Questions About Deleuze’s Nietzsche & Philosophy

by Levi R. Bryant

A short post as I attempt to get myself back into the habit of writing here.  I would like to get back to the place where I’m writing here daily or at least a few times a week, though I confess that I’ve become a bit jaded by online writing and what it often brings and that, in terms of time and responsibilities, my life is quite different than when I was writing frequently here.  Right now my New Centre seminar on Deleuze & Guattari’s Anti-Oedipus is reading Deleuze’s magnificent study Nietzsche & Philosophy.  The reason for this is two-fold:  First, Nietzsche & Philosophy provides the groundwork for understanding Deleuze’s particular conception of critique and, in particular, his concept of “total” and “immanent” critique, both of which will be important for the project of Anti-Oedipus.  Second, the dynamics of ressentiment, bad conscience, and the ascetic that Deleuze develops here provide an important backdrop for understanding the various paralogisms of subjectivity and desire that D&G develop in Anti-Oedipus.
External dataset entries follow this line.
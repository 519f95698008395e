//! Zoom transform.
//!
//! The UI stores an unbounded zoom *level*; the camera only ever sees the
//! clamped *factor* `exp(level)`. Stepping walks a log-spaced grid so each
//! click feels like the same amount of zoom.

use serde::{Deserialize, Serialize};

pub const MIN_ZOOM_FACTOR: f32 = 0.25;
pub const MAX_ZOOM_FACTOR: f32 = 4.0;

/// Number of grid intervals between [`MIN_ZOOM_FACTOR`] and [`MAX_ZOOM_FACTOR`].
pub const ZOOM_STEPS: u32 = 20;

/// Stepped factors this close to 1.0 snap to exactly 1.0.
pub const SNAP_TOLERANCE: f32 = 0.02;

const MIN_ORTHO_SIZE: f32 = 1e-3;
const MAX_ORTHO_SIZE: f32 = 1e6;
const MIN_FOV_DEGREES: f32 = 5.0;
const MAX_FOV_DEGREES: f32 = 120.0;

/// Zoom direction for stepping.
#[derive(Debug, Clone, Copy, PartialEq, Eq, Hash, Serialize, Deserialize)]
pub enum ZoomDirection {
    In,
    Out,
}

impl ZoomDirection {
    fn sign(self) -> i32 {
        match self {
            Self::In => 1,
            Self::Out => -1,
        }
    }
}

/// Camera projection and its zoom-relevant parameter.
#[derive(Debug, Clone, Copy, PartialEq, Serialize, Deserialize)]
pub enum Projection {
    Orthographic { size: f32 },
    /// Vertical field of view in degrees.
    Perspective { fov_degrees: f32 },
}

impl Projection {
    #[inline]
    pub fn is_orthographic(&self) -> bool {
        matches!(self, Self::Orthographic { .. })
    }

    /// Apply a zoom factor, returning the adjusted projection.
    pub fn zoomed(self, factor: f32) -> Self {
        let factor = clamp_factor(factor);
        match self {
            Self::Orthographic { size } => Self::Orthographic {
                size: (size / factor).clamp(MIN_ORTHO_SIZE, MAX_ORTHO_SIZE),
            },
            Self::Perspective { fov_degrees } => Self::Perspective {
                fov_degrees: (fov_degrees.clamp(MIN_FOV_DEGREES, MAX_FOV_DEGREES) / factor)
                    .clamp(MIN_FOV_DEGREES, MAX_FOV_DEGREES),
            },
        }
    }

    /// The zoom-relevant value: orthographic size or field of view.
    pub fn value(&self) -> f32 {
        match *self {
            Self::Orthographic { size } => size,
            Self::Perspective { fov_degrees } => fov_degrees,
        }
    }
}

impl Default for Projection {
    fn default() -> Self {
        Self::Perspective { fov_degrees: 60.0 }
    }
}

/// Clamp a factor into the supported zoom range. Non-finite input maps to 1.0.
#[inline]
pub fn clamp_factor(factor: f32) -> f32 {
    if factor.is_finite() {
        factor.clamp(MIN_ZOOM_FACTOR, MAX_ZOOM_FACTOR)
    } else {
        1.0
    }
}

/// Adjusted orthographic size or field of view for a zoom factor.
pub fn apply_to_camera(base_value: f32, factor: f32, is_orthographic: bool) -> f32 {
    let projection = if is_orthographic {
        Projection::Orthographic { size: base_value }
    } else {
        Projection::Perspective {
            fov_degrees: base_value,
        }
    };
    projection.zoomed(factor).value()
}

fn grid_step() -> f32 {
    (MAX_ZOOM_FACTOR / MIN_ZOOM_FACTOR).ln() / ZOOM_STEPS as f32
}

fn grid_factor(index: i32) -> f32 {
    if index <= 0 {
        return MIN_ZOOM_FACTOR;
    }
    if index >= ZOOM_STEPS as i32 {
        return MAX_ZOOM_FACTOR;
    }
    let factor = MIN_ZOOM_FACTOR * (index as f32 * grid_step()).exp();
    if (factor - 1.0).abs() < SNAP_TOLERANCE {
        1.0
    } else {
        factor
    }
}

/// Move one log-spaced grid step from `current` in `direction`.
///
/// Off-grid factors step to the nearest grid point on the requested side.
pub fn step_log(current: f32, direction: ZoomDirection) -> f32 {
    // Grid positions within this distance count as "on" a grid point.
    const ON_GRID: f32 = 1e-3;

    let position = (clamp_factor(current) / MIN_ZOOM_FACTOR).ln() / grid_step();
    let index = match direction {
        ZoomDirection::In => (position + ON_GRID).floor() as i32 + direction.sign(),
        ZoomDirection::Out => (position - ON_GRID).ceil() as i32 + direction.sign(),
    };
    grid_factor(index.clamp(0, ZOOM_STEPS as i32))
}

/// Persisted zoom: unbounded level plus derived clamped factor.
#[derive(Debug, Clone, Copy, PartialEq, Default, Serialize, Deserialize)]
#[serde(default)]
pub struct ZoomState {
    pub level: f32,
}

impl ZoomState {
    pub fn from_level(level: f32) -> Self {
        Self { level }
    }

    pub fn from_factor(factor: f32) -> Self {
        Self {
            level: clamp_factor(factor).ln(),
        }
    }

    /// Effective camera factor, `exp(level)` clamped to the zoom range.
    pub fn factor(&self) -> f32 {
        clamp_factor(self.level.exp())
    }

    /// Step the zoom one grid notch and store the result as a level.
    pub fn step(&mut self, direction: ZoomDirection) {
        self.level = step_log(self.factor(), direction).ln();
    }

    pub fn reset(&mut self) {
        self.level = 0.0;
    }
}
It has been over 15 years since I’ve read this book and in many respects it reads like an entirely new work for me.  However, one of the things that I find striking as I read it is the apparent absence of a causal account of how these types– the man of ressentiment, the man of bad conscience, and the ascetic –come to be.  On the one hand, we get a symptomatology of these types; a description of their features, postures, attitudes, ways of reacting to the world, and behavior.  On the other hand, we get what might be called a “metapsychology” of these types, or how the dynamics of active and reactive forces function to produce these types.  In this regard– and while Deleuze would be careful to distinguish generative/genetic critical philosophies (his own) from transcendental (Kant’s) critical philosophies –Deleuze gives something of a “transcendental” account for the conditions for the possibility of the man of ressentiment, bad conscience, and the ascetic.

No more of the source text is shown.